Autonomy is an interesting word.
Most commonly, autonomy is defined as the condition of self-governance or self-regulation. Autonomy especially rings true for Americans. It is like liberty -- the state of being free from societal restrictions on our way of life. Liberty can be thought of as a patriotic autonomy, the basis for our freedom and self-control. Together, freedom and self-control constitute free will. Loss of free will -- to be controlled by someone or something -- almost always erodes our sense of purpose and meaning. Coming full circle then, autonomy gives us a sense of purpose and meaning to life. As such, purpose driven people are usually highly motivated performers who are almost always autonomous.
Last week, we mentioned the University of South Carolina School of Medicine Greenville. Starting the school was a purpose-driven initiative led by an extraordinary group of individuals with autonomy. Their drive enabled them to overcome the stress and fatigue of their task. They were resilient in their effort. It is said that clinical burnout works just the opposite. Individuals with burnout succumb to stress and exhaustion. They lose resiliency.
Autonomy, therefore, is about self-governed, purpose-driven people with resiliency.
But there is also a second definition for autonomy. Derived from the writings of German eighteenth century philosopher Immanual Kant, it states that autonomy comes with expectation. When an agent acts with autonomy, it always does so in accordance with moral duty rather than self-interest. Moral duty generally refers to a higher, more virtuous calling -- an overarching purpose or righteous vision. Notice that the commonality between the two definitions is purpose. Autonomous people who succeed always seem to exhibit a sense of purpose. And purpose breeds resiliency in times of stress. In other words, autonomy plays a role in preventing clinical burnout.
In our research of the unbalanced medical care environment, the missing ingredient is always autonomy --self-governance and behavior in accordance with moral duty rather than self-interest. In fact, none of the medical care environment’s components -- doctors, hospitals, payors and universities/innovators -- act autonomously when unbalanced. They are either controlled by (or at the effect of) another component or act in accordance with self-interest, not moral duty.
How did we get to this point? Why have we displaced our moral duty? What does moral duty even mean? What is the difference between self-governance and self-interest? Aren’t they the same? To that point, how can an environment become balanced (i.e., integrated) when all its components act autonomously? Control is the name of the game, right?
Let’s start with doctor autonomy.
Over the past thirty years, shrinking reimbursement and mounting administrative burden have forced doctors into survival mode (self-interest over moral duty) and toward employment by hospitals and payors. In South Carolina it is said that more than 70% of doctors are employed by a system or larger provider. In most cases, employed doctors are treated as valued employees at the bottom of the corporate reporting structure (e.g., a board of directors/ trustees, CEO, vice presidents, managers and employees). Like all employees, doctors are expected to adopt the mission, vision and policies of their employer. In other words, they must follow the rules. Doctors are no longer in control. They have surrendered their autonomy. This is not meant as a criticism. It is always part of the equation doctors weigh when considering employment—autonomy with lower income versus better income and loss of autonomy. It’s their only choice, right?
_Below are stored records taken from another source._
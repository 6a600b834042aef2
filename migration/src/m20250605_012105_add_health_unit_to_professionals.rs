use crate::m20250412_102200_create_health_units_table::HealthUnits;
use sea_orm_migration::{prelude::*, schema::*};

#[derive(DeriveMigrationName)]
pub struct Migration;

#[async_trait::async_trait]
impl MigrationTrait for Migration {
    async fn up(&self, manager: &SchemaManager) -> Result<(), DbErr> {
        manager
            .alter_table(
                Table::alter()
                    .table(Professionals::Table)
                    .add_column(integer_null(Professionals::HealthUnitId))
                    .to_owned(),
            )
            .await?;

        manager
            .create_foreign_key(
                ForeignKey::create()
                    .name("fk-professionals-health-unit")
                    .from(Professionals::Table, Professionals::HealthUnitId)
                    .to(HealthUnits::Table, HealthUnits::Id)
                    .on_update(ForeignKeyAction::Cascade)
                    .on_delete(ForeignKeyAction::SetNull)
                    .to_owned(),
            )
            .await
    }

    async fn down(&self, manager: &SchemaManager) -> Result<(), DbErr> {
        manager
            .alter_table(
                Table::alter()
                    .table(Professionals::Table)
                    .drop_column(Professionals::HealthUnitId)
                    .to_owned(),
            )
            .await
    }
}

#[derive(DeriveIden)]
enum Professionals {
    Table,
    HealthUnitId,
}
use tracing_subscriber::EnvFilter;
use tracing_subscriber::fmt::format::FmtSpan;

pub fn init_tracing(log_level: &str) {
    tracing_subscriber::fmt()
        .with_span_events(FmtSpan::NEW | FmtSpan::CLOSE)
        .with_env_filter(EnvFilter::new(log_level))
        .init();
}
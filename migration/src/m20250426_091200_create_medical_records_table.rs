use crate::m20250412_101500_create_users_table::Users;
use crate::m20250412_103014_create_professionals_table::Professionals;
use sea_orm_migration::{prelude::*, schema::*};

#[derive(DeriveMigrationName)]
pub struct Migration;

#[async_trait::async_trait]
impl MigrationTrait for Migration {
    async fn up(&self, manager: &SchemaManager) -> Result<(), DbErr> {
        manager
            .create_table(
                Table::create()
                    .table(MedicalRecords::Table)
                    .if_not_exists()
                    .col(pk_auto(MedicalRecords::Id))
                    .col(text(MedicalRecords::Description))
                    .col(integer(MedicalRecords::UserId))
                    .col(integer(MedicalRecords::ProfessionalId))
                    .col(date_time(MedicalRecords::CreatedAt))
                    .col(date_time(MedicalRecords::UpdatedAt))
                    .foreign_key(
                        ForeignKey::create()
                            .name("fk-medical-records-user")
                            .from(MedicalRecords::Table, MedicalRecords::UserId)
                            .to(Users::Table, Users::Id)
                            .on_delete(ForeignKeyAction::Cascade),
                    )
                    .foreign_key(
                        ForeignKey::create()
                            .name("fk-medical-records-professional")
                            .from(MedicalRecords::Table, MedicalRecords::ProfessionalId)
                            .to(Professionals::Table, Professionals::Id)
                            .on_delete(ForeignKeyAction::Cascade),
                    )
                    .to_owned(),
            )
            .await
    }

    async fn down(&self, manager: &SchemaManager) -> Result<(), DbErr> {
        manager
            .drop_table(Table::drop().table(MedicalRecords::Table).to_owned())
            .await
    }
}

#[derive(DeriveIden)]
pub enum MedicalRecords {
    Table,
    Id,
    Description,
    UserId,
    ProfessionalId,
    CreatedAt,
    UpdatedAt,
}
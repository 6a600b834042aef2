use crate::m20250412_101500_create_users_table::Users;
use crate::m20250412_103014_create_professionals_table::Professionals;
use sea_orm_migration::{prelude::*, schema::*};

#[derive(DeriveMigrationName)]
pub struct Migration;

#[async_trait::async_trait]
impl MigrationTrait for Migration {
    async fn up(&self, manager: &SchemaManager) -> Result<(), DbErr> {
        manager
            .create_table(
                Table::create()
                    .table(Referrals::Table)
                    .if_not_exists()
                    .col(pk_auto(Referrals::Id))
                    .col(string(Referrals::Specialty))
                    .col(string_null(Referrals::Notes))
                    .col(integer(Referrals::UserId))
                    .col(integer(Referrals::ProfessionalId))
                    .col(date_time(Referrals::CreatedAt))
                    .col(date_time(Referrals::UpdatedAt))
                    .foreign_key(
                        ForeignKey::create()
                            .name("fk-referrals-user")
                            .from(Referrals::Table, Referrals::UserId)
                            .to(Users::Table, Users::Id)
                            .on_delete(ForeignKeyAction::Cascade),
                    )
                    .foreign_key(
                        ForeignKey::create()
                            .name("fk-referrals-professional")
                            .from(Referrals::Table, Referrals::ProfessionalId)
                            .to(Professionals::Table, Professionals::Id)
                            .on_delete(ForeignKeyAction::Cascade),
                    )
                    .to_owned(),
            )
            .await
    }

    async fn down(&self, manager: &SchemaManager) -> Result<(), DbErr> {
        manager
            .drop_table(Table::drop().table(Referrals::Table).to_owned())
            .await
    }
}

#[derive(DeriveIden)]
pub enum Referrals {
    Table,
    Id,
    Specialty,
    Notes,
    UserId,
    ProfessionalId,
    CreatedAt,
    UpdatedAt,
}
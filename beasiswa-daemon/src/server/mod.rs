//! HTTP server for the beasiswa daemon.
//!
//! Provides REST API for:
//! - Status and health checks
//! - Student recommendations and scholarship descriptions
//! - Attribute filtering and country rankings
//! - Rebuild and snapshot export

mod http;
pub mod state;

pub use http::{create_router, ApiResponse};
pub use state::{AppState, GraphInfo, GraphSource};
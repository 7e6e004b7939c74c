//! Error types for beasiswa-core.
//!
//! Query operations never fail; these cover the build, record loading and
//! snapshot boundaries only.

use std::path::PathBuf;
use thiserror::Error;

/// Why a single input record was rejected.
#[derive(Error, Debug, Clone, PartialEq)]
pub enum RecordError {
    /// A required field was absent or blank.
    #[error("Missing required field: {field}")]
    MissingField {
        /// Name of the missing field.
        field: &'static str,
    },

    /// The sentiment score could not be read as a finite number.
    #[error("Invalid sentiment score: {value:?}")]
    InvalidSentiment {
        /// Raw value as it appeared in the input.
        value: String,
    },

    /// The sentiment score is a number but not within [-1, 1].
    #[error("Sentiment score {value} outside [-1, 1]")]
    SentimentOutOfRange {
        /// Parsed score.
        value: f64,
    },

    /// The row could not be decoded into a record at all.
    #[error("Undecodable row: {message}")]
    Undecodable {
        /// Decoder message.
        message: String,
    },
}

/// Errors that abort a graph build.
#[derive(Error, Debug)]
pub enum BuildError {
    /// A record was rejected while the builder runs with the abort policy.
    #[error("Record {position} rejected: {source}")]
    Malformed {
        /// Zero-based position of the record in the input batch.
        position: usize,
        /// Underlying validation failure.
        #[source]
        source: RecordError,
    },
}

/// Errors reading a batch of records from disk.
#[derive(Error, Debug)]
pub enum RecordSourceError {
    /// The file extension does not name a supported format.
    #[error("Unsupported record format: {path}")]
    UnsupportedFormat {
        /// Offending path.
        path: PathBuf,
    },

    /// IO error reading the record file.
    #[error("IO error: {0}")]
    Io(#[from] std::io::Error),

    /// The JSON document as a whole could not be parsed.
    #[error("JSON parse error: {0}")]
    Json(#[from] serde_json::Error),

    /// The CSV header could not be read.
    #[error("CSV error: {0}")]
    Csv(#[from] csv::Error),
}

/// Errors saving or loading a graph snapshot.
#[derive(Error, Debug)]
pub enum SnapshotError {
    /// IO error reading or writing the snapshot file.
    #[error("IO error: {0}")]
    Io(#[from] std::io::Error),

    /// Snapshot JSON could not be encoded or decoded.
    #[error("JSON error: {0}")]
    Json(#[from] serde_json::Error),

    /// The snapshot was written by an incompatible format version.
    #[error("Unsupported snapshot format version {found} (expected {expected})")]
    UnsupportedVersion {
        /// Version found in the file.
        found: u32,
        /// Version this build understands.
        expected: u32,
    },

    /// An edge refers to a node the snapshot does not contain.
    #[error("Edge {source_key} -[{relation}]-> {target_key} references a missing node")]
    DanglingEdge {
        source_key: String,
        target_key: String,
        relation: String,
    },

    /// An edge points at a node of the wrong kind for its relation.
    #[error("Edge {source_key} -[{relation}]-> {target_key}: expected {expected}, found {found}")]
    KindMismatch {
        source_key: String,
        target_key: String,
        relation: String,
        expected: String,
        found: String,
    },
}

/// Result alias for snapshot operations.
pub type SnapshotResult<T> = std::result::Result<T, SnapshotError>;
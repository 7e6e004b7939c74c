//! Input records and the key/label derivations applied to them.
//!
//! A [`RawRecord`] is whatever the data-preparation pipeline handed over, with
//! every field optional. [`RawRecord::validate`] turns it into a
//! [`ScholarshipRecord`], from which node keys and display labels are derived.

use serde::{Deserialize, Serialize};
use std::fs::File;
use std::io::{BufRead, BufReader, Read};
use std::path::Path;

use crate::error::{RecordError, RecordSourceError};

/// Prefix of student node keys.
pub const STUDENT_PREFIX: &str = "SISWA_";
/// Prefix of scholarship node keys.
pub const SCHOLARSHIP_PREFIX: &str = "BEASISWA_";
/// Prefix of sentiment bucket labels.
pub const SENTIMENT_PREFIX: &str = "Sentiment_";

/// Sentiment as it appears in the input: numeric in JSON, possibly text in CSV.
#[derive(Debug, Clone, PartialEq, Serialize, Deserialize)]
#[serde(untagged)]
pub enum ScoreField {
    Number(f64),
    Text(String),
}

/// An unvalidated input record.
#[derive(Debug, Clone, Default, PartialEq, Serialize, Deserialize)]
pub struct RawRecord {
    #[serde(default)]
    pub record_index: Option<u64>,
    #[serde(default)]
    pub scholarship_title: Option<String>,
    #[serde(default)]
    pub fund_type: Option<String>,
    #[serde(default)]
    pub study_level: Option<String>,
    #[serde(default)]
    pub location: Option<String>,
    #[serde(default)]
    pub sentiment_score: Option<ScoreField>,
    #[serde(default, deserialize_with = "deserialize_flag")]
    pub is_recommended: Option<bool>,
}

/// Eligibility flag as exported by the preparation step: a JSON bool, `0`/`1`,
/// or text such as `True`/`False` in CSV files.
#[derive(Deserialize)]
#[serde(untagged)]
enum FlagField {
    Bool(bool),
    Int(i64),
    Text(String),
}

fn deserialize_flag<'de, D>(deserializer: D) -> Result<Option<bool>, D::Error>
where
    D: serde::Deserializer<'de>,
{
    let flag = match Option::<FlagField>::deserialize(deserializer)? {
        None => return Ok(None),
        Some(flag) => flag,
    };
    match flag {
        FlagField::Bool(b) => Ok(Some(b)),
        FlagField::Int(1) => Ok(Some(true)),
        FlagField::Int(0) => Ok(Some(false)),
        FlagField::Int(n) => Err(serde::de::Error::custom(format!(
            "invalid is_recommended value {}",
            n
        ))),
        FlagField::Text(t) => match t.trim().to_lowercase().as_str() {
            "" => Ok(None),
            "true" | "1" => Ok(Some(true)),
            "false" | "0" => Ok(Some(false)),
            _ => Err(serde::de::Error::custom(format!(
                "invalid is_recommended value {:?}",
                t
            ))),
        },
    }
}

/// A validated record, ready for the graph builder.
#[derive(Debug, Clone, PartialEq, Serialize, Deserialize)]
pub struct ScholarshipRecord {
    pub record_index: u64,
    pub scholarship_title: String,
    pub fund_type: String,
    pub study_level: String,
    pub location: String,
    pub sentiment_score: f64,
    pub is_recommended: bool,
}

fn required(value: &Option<String>, field: &'static str) -> Result<String, RecordError> {
    match value.as_deref().map(str::trim) {
        Some(v) if !v.is_empty() => Ok(v.to_string()),
        _ => Err(RecordError::MissingField { field }),
    }
}

impl RawRecord {
    /// Check required fields and parse the sentiment score.
    ///
    /// `is_recommended` defaults to `true` when absent.
    pub fn validate(&self) -> Result<ScholarshipRecord, RecordError> {
        let record_index = self.record_index.ok_or(RecordError::MissingField {
            field: "record_index",
        })?;
        let scholarship_title = required(&self.scholarship_title, "scholarship_title")?;
        let fund_type = required(&self.fund_type, "fund_type")?;
        let study_level = required(&self.study_level, "study_level")?;
        let location = required(&self.location, "location")?;

        let sentiment_score = match &self.sentiment_score {
            None => {
                return Err(RecordError::MissingField {
                    field: "sentiment_score",
                })
            }
            Some(ScoreField::Number(n)) => *n,
            Some(ScoreField::Text(t)) if t.trim().is_empty() => {
                return Err(RecordError::MissingField {
                    field: "sentiment_score",
                })
            }
            Some(ScoreField::Text(t)) => {
                t.trim()
                    .parse::<f64>()
                    .map_err(|_| RecordError::InvalidSentiment { value: t.clone() })?
            }
        };

        if !sentiment_score.is_finite() {
            return Err(RecordError::InvalidSentiment {
                value: sentiment_score.to_string(),
            });
        }
        if !(-1.0..=1.0).contains(&sentiment_score) {
            return Err(RecordError::SentimentOutOfRange {
                value: sentiment_score,
            });
        }

        Ok(ScholarshipRecord {
            record_index,
            scholarship_title,
            fund_type,
            study_level,
            location,
            sentiment_score,
            is_recommended: self.is_recommended.unwrap_or(true),
        })
    }
}

impl From<ScholarshipRecord> for RawRecord {
    fn from(record: ScholarshipRecord) -> Self {
        Self {
            record_index: Some(record.record_index),
            scholarship_title: Some(record.scholarship_title),
            fund_type: Some(record.fund_type),
            study_level: Some(record.study_level),
            location: Some(record.location),
            sentiment_score: Some(ScoreField::Number(record.sentiment_score)),
            is_recommended: Some(record.is_recommended),
        }
    }
}

impl ScholarshipRecord {
    /// Create a recommended record.
    pub fn new(
        record_index: u64,
        scholarship_title: &str,
        fund_type: &str,
        study_level: &str,
        location: &str,
        sentiment_score: f64,
    ) -> Self {
        Self {
            record_index,
            scholarship_title: scholarship_title.to_string(),
            fund_type: fund_type.to_string(),
            study_level: study_level.to_string(),
            location: location.to_string(),
            sentiment_score,
            is_recommended: true,
        }
    }

    /// Set the eligibility flag.
    pub fn with_recommended(mut self, is_recommended: bool) -> Self {
        self.is_recommended = is_recommended;
        self
    }

    pub fn student_key(&self) -> String {
        student_key(self.record_index)
    }

    pub fn scholarship_key(&self) -> String {
        scholarship_key(&self.scholarship_title)
    }

    pub fn fund_label(&self) -> String {
        capitalize(&self.fund_type)
    }

    pub fn level_label(&self) -> String {
        capitalize(&self.study_level)
    }

    pub fn location_label(&self) -> String {
        titlecase(&self.location)
    }

    pub fn sentiment_label(&self) -> String {
        sentiment_label(self.sentiment_score)
    }
}

/// `SISWA_<index>`
pub fn student_key(record_index: u64) -> String {
    format!("{}{}", STUDENT_PREFIX, record_index)
}

/// `BEASISWA_<title>` with every whitespace character replaced by `_`.
pub fn scholarship_key(title: &str) -> String {
    let normalized: String = title
        .chars()
        .map(|c| if c.is_whitespace() { '_' } else { c })
        .collect();
    format!("{}{}", SCHOLARSHIP_PREFIX, normalized)
}

/// First character upper-cased, the rest lower-cased.
pub fn capitalize(s: &str) -> String {
    let mut chars = s.chars();
    match chars.next() {
        Some(first) => first
            .to_uppercase()
            .chain(chars.flat_map(char::to_lowercase))
            .collect(),
        None => String::new(),
    }
}

/// Upper-case every letter that follows a non-letter, lower-case the others.
pub fn titlecase(s: &str) -> String {
    let mut out = String::with_capacity(s.len());
    let mut prev_alpha = false;
    for c in s.chars() {
        if c.is_alphabetic() {
            if prev_alpha {
                out.extend(c.to_lowercase());
            } else {
                out.extend(c.to_uppercase());
            }
            prev_alpha = true;
        } else {
            out.push(c);
            prev_alpha = false;
        }
    }
    out
}

/// Bucket a score to two decimals: `0.4249` → `Sentiment_0.42`.
///
/// Rounds the exact binary value half-to-even, so `0.125` and `0.015` land in
/// `Sentiment_0.12` and `Sentiment_0.01`.
pub fn sentiment_label(score: f64) -> String {
    let mut rounded: f64 = format!("{:.2}", score).parse().unwrap_or(score);
    if rounded == 0.0 {
        // folds -0.0 into 0.0
        rounded = 0.0;
    }
    format!("{}{:?}", SENTIMENT_PREFIX, rounded)
}

/// One decoded row: either a record or the reason it could not be decoded.
pub type RecordRow = Result<RawRecord, RecordError>;

/// Read a batch of records, choosing the format by file extension.
///
/// - `.json`: a single array of objects
/// - `.jsonl` / `.ndjson`: one object per line, blank lines ignored
/// - `.csv`: header row naming the record fields
///
/// Rows that fail to decode are returned as [`RecordError::Undecodable`] so the
/// builder's malformed-record policy decides what happens to them.
pub fn read_records(path: &Path) -> Result<Vec<RecordRow>, RecordSourceError> {
    let ext = path
        .extension()
        .and_then(|e| e.to_str())
        .map(|e| e.to_ascii_lowercase());

    match ext.as_deref() {
        Some("json") => read_json(File::open(path)?),
        Some("jsonl") | Some("ndjson") => read_json_lines(BufReader::new(File::open(path)?)),
        Some("csv") => read_csv(File::open(path)?),
        _ => Err(RecordSourceError::UnsupportedFormat {
            path: path.to_path_buf(),
        }),
    }
}

/// Decode a JSON array of record objects.
pub fn read_json<R: Read>(reader: R) -> Result<Vec<RecordRow>, RecordSourceError> {
    let values: Vec<serde_json::Value> = serde_json::from_reader(reader)?;
    Ok(values
        .into_iter()
        .map(|v| {
            serde_json::from_value(v).map_err(|e| RecordError::Undecodable {
                message: e.to_string(),
            })
        })
        .collect())
}

/// Decode newline-delimited JSON records.
pub fn read_json_lines<R: BufRead>(reader: R) -> Result<Vec<RecordRow>, RecordSourceError> {
    let mut rows = Vec::new();
    for line in reader.lines() {
        let line = line?;
        if line.trim().is_empty() {
            continue;
        }
        rows.push(
            serde_json::from_str(&line).map_err(|e| RecordError::Undecodable {
                message: e.to_string(),
            }),
        );
    }
    Ok(rows)
}

/// Decode CSV records with a header row.
pub fn read_csv<R: Read>(reader: R) -> Result<Vec<RecordRow>, RecordSourceError> {
    let mut rdr = csv::ReaderBuilder::new().trim(csv::Trim::All).from_reader(reader);
    rdr.headers()?;
    Ok(rdr
        .deserialize::<RawRecord>()
        .map(|row| {
            row.map_err(|e| RecordError::Undecodable {
                message: e.to_string(),
            })
        })
        .collect())
}
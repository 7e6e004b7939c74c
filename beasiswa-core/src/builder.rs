//! Graph builder: turns a batch of records into a [`ScholarshipGraph`].
//!
//! Each accepted record contributes six nodes and five edges:
//!
//! ```text
//! SISWA_<i> -RECOMMENDED_TO-> BEASISWA_<title> -HAS_FUND_TYPE-> Full
//!                                              -FOR_LEVEL-----> Undergraduate
//!                                              -IN_COUNTRY----> Canada
//!                                              -HAS_SENTIMENT-> Sentiment_0.42
//! ```
//!
//! Insertion is idempotent, so record order and duplicate records do not
//! change the resulting graph shape.

use serde::{Deserialize, Serialize};
use std::time::{Duration, Instant};
use tracing::{debug, info, warn};

use crate::error::{BuildError, RecordError};
use crate::graph::ScholarshipGraph;
use crate::record::{RawRecord, RecordRow, ScholarshipRecord};
use crate::schema::{EntityKind, RelationKind};

/// Where the eligibility flag is enforced.
#[derive(Debug, Clone, Copy, PartialEq, Eq, Default, Serialize, Deserialize)]
#[serde(rename_all = "kebab-case")]
pub enum EligibilityPolicy {
    /// Records arrive already filtered; every record gets a `RECOMMENDED_TO` edge.
    #[default]
    Upstream,
    /// Only records with `is_recommended == true` get a student node and a
    /// `RECOMMENDED_TO` edge. Scholarship attributes are recorded either way.
    GateOnFlag,
}

/// What to do with a record that fails validation.
#[derive(Debug, Clone, Copy, PartialEq, Eq, Default, Serialize, Deserialize)]
#[serde(rename_all = "kebab-case")]
pub enum MalformedPolicy {
    /// Log, count and continue.
    #[default]
    Skip,
    /// Fail the whole build on the first rejected record.
    Abort,
}

/// Builder configuration.
#[derive(Debug, Clone, Copy, Default, PartialEq, Eq, Serialize, Deserialize)]
pub struct BuildOptions {
    #[serde(default)]
    pub eligibility: EligibilityPolicy,
    #[serde(default)]
    pub on_malformed: MalformedPolicy,
}

/// A record the builder refused.
#[derive(Debug, Clone, PartialEq, Serialize)]
pub struct Rejection {
    /// Zero-based position in the input batch.
    pub position: usize,
    #[serde(serialize_with = "serialize_display")]
    pub error: RecordError,
}

fn serialize_display<S: serde::Serializer>(err: &RecordError, s: S) -> Result<S::Ok, S::Error> {
    s.collect_str(err)
}

/// Summary of one build.
#[derive(Debug, Clone, Default, Serialize)]
pub struct BuildReport {
    pub records_seen: usize,
    pub records_accepted: usize,
    pub records_rejected: usize,
    /// Accepted records whose recommendation edge was withheld by
    /// [`EligibilityPolicy::GateOnFlag`].
    pub recommendations_gated: usize,
    pub node_count: usize,
    pub edge_count: usize,
    #[serde(skip)]
    pub duration: Duration,
    pub rejections: Vec<Rejection>,
}

/// A built graph together with its build report.
#[derive(Debug, Clone)]
pub struct BuildOutput {
    pub graph: ScholarshipGraph,
    pub report: BuildReport,
}

/// Builds recommendation graphs from record batches.
#[derive(Debug, Clone, Default)]
pub struct GraphBuilder {
    options: BuildOptions,
}

impl GraphBuilder {
    /// Create a new builder.
    pub fn new(options: BuildOptions) -> Self {
        Self { options }
    }

    /// Build from unvalidated records.
    pub fn build<I>(&self, records: I) -> Result<BuildOutput, BuildError>
    where
        I: IntoIterator<Item = RawRecord>,
    {
        self.build_rows(records.into_iter().map(Ok))
    }

    /// Build from already validated records. Cannot fail.
    pub fn build_validated<I>(&self, records: I) -> BuildOutput
    where
        I: IntoIterator<Item = ScholarshipRecord>,
    {
        let start = Instant::now();
        let mut graph = ScholarshipGraph::new();
        let mut report = BuildReport::default();

        for record in records {
            report.records_seen += 1;
            self.accept(&mut graph, &mut report, &record);
        }

        self.finish(graph, report, start)
    }

    /// Build from decoded rows, applying the malformed-record policy to rows
    /// that failed decoding or validation.
    pub fn build_rows<I>(&self, rows: I) -> Result<BuildOutput, BuildError>
    where
        I: IntoIterator<Item = RecordRow>,
    {
        let start = Instant::now();
        let mut graph = ScholarshipGraph::new();
        let mut report = BuildReport::default();

        for (position, row) in rows.into_iter().enumerate() {
            report.records_seen += 1;

            match row.and_then(|raw| raw.validate()) {
                Ok(record) => self.accept(&mut graph, &mut report, &record),
                Err(error) => {
                    if self.options.on_malformed == MalformedPolicy::Abort {
                        return Err(BuildError::Malformed {
                            position,
                            source: error,
                        });
                    }
                    warn!("Skipping record {}: {}", position, error);
                    report.records_rejected += 1;
                    report.rejections.push(Rejection { position, error });
                }
            }
        }

        Ok(self.finish(graph, report, start))
    }

    fn accept(
        &self,
        graph: &mut ScholarshipGraph,
        report: &mut BuildReport,
        record: &ScholarshipRecord,
    ) {
        insert_scholarship(graph, record);

        let gated =
            self.options.eligibility == EligibilityPolicy::GateOnFlag && !record.is_recommended;
        if gated {
            debug!(
                "Withholding recommendation for record {} (not eligible)",
                record.record_index
            );
            report.recommendations_gated += 1;
        } else {
            let student = record.student_key();
            graph.add_node(&student, EntityKind::Student);
            graph.add_edge(&student, &record.scholarship_key(), RelationKind::RecommendedTo);
        }

        report.records_accepted += 1;
    }

    fn finish(
        &self,
        graph: ScholarshipGraph,
        mut report: BuildReport,
        start: Instant,
    ) -> BuildOutput {
        report.node_count = graph.node_count();
        report.edge_count = graph.edge_count();
        report.duration = start.elapsed();

        info!(
            "Built graph: {} nodes, {} edges from {} records ({} rejected, {} gated) in {:?}",
            report.node_count,
            report.edge_count,
            report.records_seen,
            report.records_rejected,
            report.recommendations_gated,
            report.duration
        );

        BuildOutput { graph, report }
    }
}

/// Scholarship node, its four attribute nodes and the edges to them.
fn insert_scholarship(graph: &mut ScholarshipGraph, record: &ScholarshipRecord) {
    let scholarship = record.scholarship_key();
    graph.add_node(&scholarship, EntityKind::Scholarship);

    let attributes = [
        (record.fund_label(), EntityKind::FundType, RelationKind::HasFundType),
        (record.level_label(), EntityKind::StudyLevel, RelationKind::ForLevel),
        (record.location_label(), EntityKind::Location, RelationKind::InCountry),
        (record.sentiment_label(), EntityKind::Sentiment, RelationKind::HasSentiment),
    ];

    for (label, kind, relation) in attributes {
        graph.add_node(&label, kind);
        graph.add_edge(&scholarship, &label, relation);
    }
}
Turns out, there is a middle ground. In 1994 the Greenville Health System (GHS) created GHS Partners In Health, Inc., a company to house the growing number of doctors that it was employing. GHS Partners In Health (later known as the University Medical Group or UMG), was a separate company within the GHS corporate structure alongside the hospital. It was led by a physician leader reporting to a CEO over both the medical group and hospital who answered to the GHS Board of Trustees. UMG had a board of physician leaders, who oversaw the affairs of the medical group. Those included an independent financial bottom line, to which the medical group was held accountable and were at financial risk, separate billing and collecting, control of clinical practice operations and human resources, and oversight of all medical care. None of the doctors had restrictive covenants and were free to leave on relatively short notice. The UMG board had a transactional relationship with the hospital where subsidy dollars for physician directorships, call coverage and teaching were negotiated every year. The medical group managed its affairs (including its finances) according to the terms of those negotiations. Over time, the transactional partnership between the medical group and the hospital became transformational -- even starting a new medical school together. In this model, GHS had created a middle ground. Doctors were both employed and autonomous.
The success of the GHS model, which is scalable for any medical care environment in crisis, can be summed up with one word: autonomy.
In fact, autonomy, as we will see, is the lynchpin and missing ingredient capable of curing the entire Medical Care Crisis.